We are currently living and working at a time where there are numerous attacks on systems, by numerous different malicious parties, all trying to get to the crown jewels via numerous different attack methods.
Mr Gupta told CBR of a common problem experienced by many an IT department, that of alert fatigue – he made the example of an IT professional coming to work in the morning to face 250 alerts before the day has even begun. Automation could cut through this fatigue, yet businesses do not tend to be immediatley ready to embrace automation as a solution – the barrier holding back adoption, according to Mr Gupta, is trust.
“Typically what happens is customers take a little bit of time, most enterprises take a little bit of time, to trust the algorithm, you have got to get comfortable with the algorithm.”
“So from a tuning standpoint we don’t set up the system to automate change on day one, what you typically do is you want to get to a level where you are comfortable with the fidelity of the system, and then once you are at the point where you are comfortable with automation, then you can let the system make these decisions.”
Acknowledging trust as a big part of automation adoption, Oracle has taken the step to offer supervised and unsupervised algorithms in it’s cyber security offering – a key differentiator according to the Oracle VP. Leveraging automation and machine learning, Oracle offers everything from anomaly detection and behaviour analytics to adaptive access control. The algorithms, however, underpin the offering.
The Oracle Cloud Access Security Broker (CASB) is the tool that will be utilising supervised and unsupervised machine-learning techniques, actively carrying out threat detection.
The Oracle CASB is an interface that provides visibility across the entire cloud stack, while also performing as a security automation tool for IT teams. Oracle says that this is the only tool capable of combining these capabilities in one place.
Oracle aims to compliment this stack-wide visibility with predictive analytics, aiming to provide customers with an edge on increasingly agile attackers launching sophisticated attacks.
“We leveraged and we built in our own internal RND, techniques for both supervised and unsupervised algorithms. Learning through unsupervised techniques, meaning you queue the algorithm, let it run and over time it will figure out baselines to decide what is normal and then identify deviations,” said Mr Gupta.
“The second one is supervised models, where you essentially get human intervention into the process, so that you can refine the threat model. For a non-technical user, or somebody who is not a highly trained forensic analyst, that is a big deal.”

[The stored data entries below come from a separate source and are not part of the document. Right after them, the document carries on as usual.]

use rand::Rng;

use crate::{
    models::{Cell, Direction, GenerationResult, Grid, WordPlacement},
    utils::letters::{normalize_word, random_letter, ALPHABET},
};

/// Full-grid attempts before settling for the best partial result
pub const DEFAULT_MAX_GRID_ATTEMPTS: usize = 10;
/// Random positions tried for a single word within one attempt
pub const DEFAULT_MAX_WORD_ATTEMPTS: usize = 500;

/// Grid under construction; None marks a cell no word has claimed yet
type Draft = Vec<Vec<Option<char>>>;

#[derive(Debug, Clone)]
pub struct GridGenerator {
    max_grid_attempts: usize,
    max_word_attempts: usize,
    alphabet: Vec<char>,
}

impl Default for GridGenerator {
    fn default() -> Self {
        Self {
            max_grid_attempts: DEFAULT_MAX_GRID_ATTEMPTS,
            max_word_attempts: DEFAULT_MAX_WORD_ATTEMPTS,
            alphabet: ALPHABET.clone(),
        }
    }
}

impl GridGenerator {
    pub fn new(max_grid_attempts: usize, max_word_attempts: usize) -> Self {
        Self {
            max_grid_attempts: max_grid_attempts.max(1),
            max_word_attempts,
            ..Self::default()
        }
    }

    /// Use a different filler letter set. An empty set keeps A-Z.
    pub fn with_alphabet(mut self, alphabet: Vec<char>) -> Self {
        if !alphabet.is_empty() {
            self.alphabet = alphabet;
        }
        self
    }

    /// Hide `words` in a `grid_size` x `grid_size` grid.
    ///
    /// Words are uppercased and de-duplicated first. Words longer than the grid,
    /// or that cannot be fitted after all retries, are left out of the
    /// placements; the call itself never fails. Returns as soon as one attempt
    /// places every word, otherwise the attempt that placed the most.
    pub fn generate<S, R>(&self, words: &[S], grid_size: usize, rng: &mut R) -> GenerationResult
    where
        S: AsRef<str>,
        R: Rng + ?Sized,
    {
        let mut words: Vec<String> = words
            .iter()
            .filter_map(|w| normalize_word(w.as_ref()))
            .fold(Vec::new(), |mut acc, word| {
                if !acc.contains(&word) {
                    acc.push(word);
                }
                acc
            });

        // Longest first: they have the fewest legal positions
        words.sort_by(|a, b| b.chars().count().cmp(&a.chars().count()));

        let mut best: Option<GenerationResult> = None;

        for attempt in 0..self.max_grid_attempts {
            let result = self.try_generate(&words, grid_size, rng);
            let placed = result.placements().len();

            tracing::debug!(
                "Grid attempt {} placed {}/{} words",
                attempt + 1,
                placed,
                words.len()
            );

            if placed == words.len() {
                tracing::trace!("Generated grid:\n{}", result.grid());
                return result;
            }

            let improved = best
                .as_ref()
                .is_none_or(|b| placed > b.placements().len());
            if improved {
                best = Some(result);
            }
        }

        match best {
            Some(result) => {
                tracing::debug!(
                    "Settled for {}/{} words after {} attempts",
                    result.placements().len(),
                    words.len(),
                    self.max_grid_attempts
                );
                tracing::trace!("Generated grid:\n{}", result.grid());
                result
            }
            None => self.try_generate(&words, grid_size, rng),
        }
    }

    /// One full construction: place every word, then fill the gaps
    fn try_generate<R: Rng + ?Sized>(
        &self,
        words: &[String],
        grid_size: usize,
        rng: &mut R,
    ) -> GenerationResult {
        let mut draft: Draft = vec![vec![None; grid_size]; grid_size];
        let mut placements = Vec::with_capacity(words.len());

        for word in words {
            let letters: Vec<char> = word.chars().collect();
            if letters.len() > grid_size {
                continue;
            }
            match self.place_word(&mut draft, word, &letters, rng) {
                Some(placement) => placements.push(placement),
                None => tracing::trace!("Could not place {}", word),
            }
        }

        let rows: Vec<Vec<char>> = draft
            .into_iter()
            .map(|row| {
                row.into_iter()
                    .map(|cell| cell.unwrap_or_else(|| random_letter(&self.alphabet, rng)))
                    .collect()
            })
            .collect();

        GenerationResult::from_parts(Grid::from_square_rows(rows), placements)
    }

    fn place_word<R: Rng + ?Sized>(
        &self,
        draft: &mut Draft,
        word: &str,
        letters: &[char],
        rng: &mut R,
    ) -> Option<WordPlacement> {
        let grid_size = draft.len();

        for _ in 0..self.max_word_attempts {
            let direction = Direction::ALL[rng.random_range(0..Direction::ALL.len())];

            let Some(start) = random_start(direction, letters.len(), grid_size, rng) else {
                continue;
            };

            if can_place(draft, letters, start, direction) {
                for (i, letter) in letters.iter().enumerate() {
                    if let Some(cell) = direction.cell_at(start, i) {
                        draft[cell.row][cell.col] = Some(*letter);
                    }
                }
                return WordPlacement::new(word, start, direction);
            }
        }

        None
    }
}

/// Random start cell from which a word of `len` letters stays on the grid.
/// None when the word does not fit in that direction.
fn random_start<R: Rng + ?Sized>(
    direction: Direction,
    len: usize,
    grid_size: usize,
    rng: &mut R,
) -> Option<Cell> {
    // Positions along an axis the word runs across
    let span = (grid_size + 1).checked_sub(len).filter(|s| *s > 0)?;

    let cell = match direction {
        Direction::Horizontal => Cell::new(rng.random_range(0..grid_size), rng.random_range(0..span)),
        Direction::Vertical => Cell::new(rng.random_range(0..span), rng.random_range(0..grid_size)),
        Direction::DiagonalDown => Cell::new(rng.random_range(0..span), rng.random_range(0..span)),
        // Rows go up, so the start row comes from the bottom of the grid
        Direction::DiagonalUp => Cell::new(
            len - 1 + rng.random_range(0..span),
            rng.random_range(0..span),
        ),
    };

    Some(cell)
}

/// Every cell must be on the grid and either empty or already holding the same letter
fn can_place(draft: &Draft, letters: &[char], start: Cell, direction: Direction) -> bool {
    letters.iter().enumerate().all(|(i, letter)| {
        direction
            .cell_at(start, i)
            .and_then(|cell| draft.get(cell.row)?.get(cell.col))
            .is_some_and(|existing| existing.is_none_or(|c| c == *letter))
    })
}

Ultimately Oracle is looking to achieve what most are in the IT and cyber security space – the ability to, as Mr Gupta told CBR, “help our customers as they go through a digital transformation, or as they move workloads from on premise into the cloud.”
However, where Oracle may have the edge is in the algorithm – especially when automation ignites debate over trust and fuels rhetoric on the rise of the robots.
This article is from the CBROnline archive: some formatting and images may not be present.